> [Requirement]: In the entries that follow, how many lines hold "bool"? Nothing but the number is expected.

> [Provided entries]:

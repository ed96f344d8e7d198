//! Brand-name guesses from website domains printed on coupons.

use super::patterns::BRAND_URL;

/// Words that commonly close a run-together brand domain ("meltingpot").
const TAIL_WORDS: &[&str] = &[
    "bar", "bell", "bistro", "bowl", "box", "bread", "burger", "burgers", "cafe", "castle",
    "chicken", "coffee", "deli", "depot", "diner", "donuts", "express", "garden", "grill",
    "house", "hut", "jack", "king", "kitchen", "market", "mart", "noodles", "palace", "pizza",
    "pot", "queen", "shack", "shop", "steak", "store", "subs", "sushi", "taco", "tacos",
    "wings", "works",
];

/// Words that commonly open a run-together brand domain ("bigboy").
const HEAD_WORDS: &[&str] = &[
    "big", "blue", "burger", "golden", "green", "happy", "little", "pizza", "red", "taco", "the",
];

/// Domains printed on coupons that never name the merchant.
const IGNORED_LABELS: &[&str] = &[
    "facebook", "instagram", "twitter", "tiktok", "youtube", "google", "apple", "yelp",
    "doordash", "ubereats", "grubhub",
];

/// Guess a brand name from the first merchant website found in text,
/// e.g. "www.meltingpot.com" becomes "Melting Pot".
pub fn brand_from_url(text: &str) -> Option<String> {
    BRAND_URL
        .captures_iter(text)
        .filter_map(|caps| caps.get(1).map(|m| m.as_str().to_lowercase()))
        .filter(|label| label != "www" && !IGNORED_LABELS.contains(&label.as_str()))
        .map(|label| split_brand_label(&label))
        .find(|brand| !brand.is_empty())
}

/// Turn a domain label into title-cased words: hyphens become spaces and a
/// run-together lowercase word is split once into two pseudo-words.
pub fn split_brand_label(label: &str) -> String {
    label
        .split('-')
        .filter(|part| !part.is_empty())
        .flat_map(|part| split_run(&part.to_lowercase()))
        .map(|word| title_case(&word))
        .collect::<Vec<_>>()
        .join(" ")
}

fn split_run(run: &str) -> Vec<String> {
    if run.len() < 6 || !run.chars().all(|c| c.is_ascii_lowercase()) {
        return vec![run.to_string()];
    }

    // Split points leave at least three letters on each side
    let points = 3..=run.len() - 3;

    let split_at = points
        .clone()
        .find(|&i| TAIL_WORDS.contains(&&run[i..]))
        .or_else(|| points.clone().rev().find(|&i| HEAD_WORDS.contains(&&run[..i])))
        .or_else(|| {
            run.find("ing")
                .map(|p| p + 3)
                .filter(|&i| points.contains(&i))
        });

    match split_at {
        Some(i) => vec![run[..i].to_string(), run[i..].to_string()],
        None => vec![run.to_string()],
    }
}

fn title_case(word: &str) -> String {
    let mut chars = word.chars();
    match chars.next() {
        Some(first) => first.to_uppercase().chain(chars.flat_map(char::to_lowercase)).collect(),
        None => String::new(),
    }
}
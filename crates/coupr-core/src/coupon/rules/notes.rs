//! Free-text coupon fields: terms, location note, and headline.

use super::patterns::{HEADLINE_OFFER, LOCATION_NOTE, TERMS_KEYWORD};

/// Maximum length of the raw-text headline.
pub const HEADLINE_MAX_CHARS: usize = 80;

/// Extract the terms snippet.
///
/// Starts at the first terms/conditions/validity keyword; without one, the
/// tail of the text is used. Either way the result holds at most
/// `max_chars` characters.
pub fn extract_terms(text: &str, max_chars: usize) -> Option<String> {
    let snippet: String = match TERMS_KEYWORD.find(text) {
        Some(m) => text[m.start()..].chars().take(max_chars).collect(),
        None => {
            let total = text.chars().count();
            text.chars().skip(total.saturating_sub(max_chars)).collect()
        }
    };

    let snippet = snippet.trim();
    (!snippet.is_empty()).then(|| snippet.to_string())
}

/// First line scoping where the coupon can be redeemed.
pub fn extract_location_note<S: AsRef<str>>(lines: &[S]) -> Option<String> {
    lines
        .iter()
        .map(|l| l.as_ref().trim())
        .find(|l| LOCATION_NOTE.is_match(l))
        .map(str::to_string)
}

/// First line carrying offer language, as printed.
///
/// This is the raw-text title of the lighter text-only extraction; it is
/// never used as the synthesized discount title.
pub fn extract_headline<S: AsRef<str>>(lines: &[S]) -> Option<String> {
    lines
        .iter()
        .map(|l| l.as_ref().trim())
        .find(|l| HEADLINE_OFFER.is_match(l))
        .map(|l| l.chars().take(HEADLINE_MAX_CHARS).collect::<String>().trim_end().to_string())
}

* * *

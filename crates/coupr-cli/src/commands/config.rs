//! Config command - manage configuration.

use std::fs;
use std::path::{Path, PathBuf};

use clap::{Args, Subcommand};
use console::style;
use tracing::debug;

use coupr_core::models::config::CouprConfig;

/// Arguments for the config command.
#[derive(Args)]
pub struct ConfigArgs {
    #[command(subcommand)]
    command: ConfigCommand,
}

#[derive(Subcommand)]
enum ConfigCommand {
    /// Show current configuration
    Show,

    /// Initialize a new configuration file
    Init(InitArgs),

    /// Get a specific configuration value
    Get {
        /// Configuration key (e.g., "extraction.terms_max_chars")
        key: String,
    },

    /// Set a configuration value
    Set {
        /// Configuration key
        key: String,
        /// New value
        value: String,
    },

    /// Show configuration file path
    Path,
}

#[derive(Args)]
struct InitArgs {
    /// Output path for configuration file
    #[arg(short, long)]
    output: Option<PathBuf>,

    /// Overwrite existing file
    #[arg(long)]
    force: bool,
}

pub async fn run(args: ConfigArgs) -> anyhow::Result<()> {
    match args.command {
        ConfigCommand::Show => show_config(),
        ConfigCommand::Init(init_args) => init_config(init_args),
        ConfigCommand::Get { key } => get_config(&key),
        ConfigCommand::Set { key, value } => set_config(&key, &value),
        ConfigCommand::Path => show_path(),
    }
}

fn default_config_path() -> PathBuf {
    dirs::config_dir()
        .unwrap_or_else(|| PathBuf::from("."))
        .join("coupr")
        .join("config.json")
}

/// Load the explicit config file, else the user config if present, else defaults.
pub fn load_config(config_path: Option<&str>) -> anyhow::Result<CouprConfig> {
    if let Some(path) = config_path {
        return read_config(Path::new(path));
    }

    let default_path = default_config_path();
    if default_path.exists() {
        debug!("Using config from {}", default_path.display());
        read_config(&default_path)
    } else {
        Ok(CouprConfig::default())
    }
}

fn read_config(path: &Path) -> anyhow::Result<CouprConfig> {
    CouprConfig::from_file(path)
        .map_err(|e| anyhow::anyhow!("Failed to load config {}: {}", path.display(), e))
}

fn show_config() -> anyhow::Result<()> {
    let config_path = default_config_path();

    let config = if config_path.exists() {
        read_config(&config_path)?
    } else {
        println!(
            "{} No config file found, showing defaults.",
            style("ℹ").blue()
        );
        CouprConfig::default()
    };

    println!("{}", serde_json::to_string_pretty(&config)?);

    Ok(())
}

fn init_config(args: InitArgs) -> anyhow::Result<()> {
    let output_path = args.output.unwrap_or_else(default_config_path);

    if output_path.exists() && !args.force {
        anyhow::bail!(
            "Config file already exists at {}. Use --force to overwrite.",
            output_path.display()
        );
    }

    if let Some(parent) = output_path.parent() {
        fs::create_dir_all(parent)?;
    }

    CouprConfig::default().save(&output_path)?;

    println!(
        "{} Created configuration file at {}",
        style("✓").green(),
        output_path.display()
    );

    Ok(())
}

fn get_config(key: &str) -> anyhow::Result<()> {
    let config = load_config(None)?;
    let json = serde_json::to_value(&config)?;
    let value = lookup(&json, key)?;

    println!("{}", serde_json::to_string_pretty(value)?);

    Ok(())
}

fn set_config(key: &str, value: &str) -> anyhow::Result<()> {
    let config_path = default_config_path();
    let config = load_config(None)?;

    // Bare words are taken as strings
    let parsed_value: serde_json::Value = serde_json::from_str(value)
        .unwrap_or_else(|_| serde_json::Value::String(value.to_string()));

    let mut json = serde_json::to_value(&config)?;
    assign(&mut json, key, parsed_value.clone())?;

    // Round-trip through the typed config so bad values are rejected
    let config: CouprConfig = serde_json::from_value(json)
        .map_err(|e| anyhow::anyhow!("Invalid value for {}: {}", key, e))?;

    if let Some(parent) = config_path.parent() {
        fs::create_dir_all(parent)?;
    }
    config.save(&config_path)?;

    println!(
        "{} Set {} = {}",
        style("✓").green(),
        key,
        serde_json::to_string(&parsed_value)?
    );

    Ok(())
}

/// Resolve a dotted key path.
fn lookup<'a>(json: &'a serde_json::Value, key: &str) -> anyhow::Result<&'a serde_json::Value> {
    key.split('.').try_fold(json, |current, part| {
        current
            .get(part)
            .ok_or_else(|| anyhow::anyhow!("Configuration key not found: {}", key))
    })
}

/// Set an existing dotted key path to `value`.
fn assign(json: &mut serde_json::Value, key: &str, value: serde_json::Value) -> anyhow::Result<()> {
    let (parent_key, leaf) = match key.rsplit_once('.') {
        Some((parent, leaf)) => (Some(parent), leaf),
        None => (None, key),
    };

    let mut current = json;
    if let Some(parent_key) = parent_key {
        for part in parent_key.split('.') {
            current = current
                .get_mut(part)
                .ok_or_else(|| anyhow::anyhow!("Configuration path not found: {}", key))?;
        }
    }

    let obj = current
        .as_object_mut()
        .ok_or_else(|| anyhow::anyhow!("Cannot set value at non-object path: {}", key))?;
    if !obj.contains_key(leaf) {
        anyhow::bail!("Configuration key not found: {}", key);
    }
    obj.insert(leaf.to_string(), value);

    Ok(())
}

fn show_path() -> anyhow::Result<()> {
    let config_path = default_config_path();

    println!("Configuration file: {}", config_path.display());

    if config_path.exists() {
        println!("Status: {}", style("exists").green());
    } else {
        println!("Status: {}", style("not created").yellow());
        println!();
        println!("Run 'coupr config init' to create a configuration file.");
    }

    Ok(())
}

---

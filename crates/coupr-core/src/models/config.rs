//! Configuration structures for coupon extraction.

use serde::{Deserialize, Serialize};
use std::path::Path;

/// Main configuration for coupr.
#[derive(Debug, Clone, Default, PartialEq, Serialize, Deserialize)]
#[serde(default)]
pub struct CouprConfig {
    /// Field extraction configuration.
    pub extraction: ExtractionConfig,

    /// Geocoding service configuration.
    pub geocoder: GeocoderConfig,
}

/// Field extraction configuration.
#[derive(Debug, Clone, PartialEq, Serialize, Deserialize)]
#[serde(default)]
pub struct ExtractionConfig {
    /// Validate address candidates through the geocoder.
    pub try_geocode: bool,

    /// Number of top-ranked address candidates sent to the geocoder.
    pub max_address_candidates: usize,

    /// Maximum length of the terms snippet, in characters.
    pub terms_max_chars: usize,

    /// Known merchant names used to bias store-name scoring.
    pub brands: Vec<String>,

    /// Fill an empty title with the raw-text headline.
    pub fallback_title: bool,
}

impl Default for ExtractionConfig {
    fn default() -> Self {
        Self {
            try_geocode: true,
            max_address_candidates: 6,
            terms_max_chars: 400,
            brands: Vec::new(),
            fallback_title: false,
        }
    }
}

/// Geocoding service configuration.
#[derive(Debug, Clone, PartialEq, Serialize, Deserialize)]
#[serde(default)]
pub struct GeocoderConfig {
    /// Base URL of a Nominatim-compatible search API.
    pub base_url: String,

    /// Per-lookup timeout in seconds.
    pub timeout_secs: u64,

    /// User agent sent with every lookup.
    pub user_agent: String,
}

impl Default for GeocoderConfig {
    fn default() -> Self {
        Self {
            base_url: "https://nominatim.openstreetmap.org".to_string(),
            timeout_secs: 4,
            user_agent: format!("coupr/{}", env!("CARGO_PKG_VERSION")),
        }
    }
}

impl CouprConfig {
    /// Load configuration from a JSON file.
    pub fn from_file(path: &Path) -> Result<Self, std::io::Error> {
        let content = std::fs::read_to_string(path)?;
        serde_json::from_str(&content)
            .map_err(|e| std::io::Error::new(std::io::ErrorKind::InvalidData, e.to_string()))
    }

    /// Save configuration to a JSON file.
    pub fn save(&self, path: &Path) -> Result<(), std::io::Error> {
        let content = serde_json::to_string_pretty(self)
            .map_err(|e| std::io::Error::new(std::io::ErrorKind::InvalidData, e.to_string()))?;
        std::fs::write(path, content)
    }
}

> [Exercise output]: 3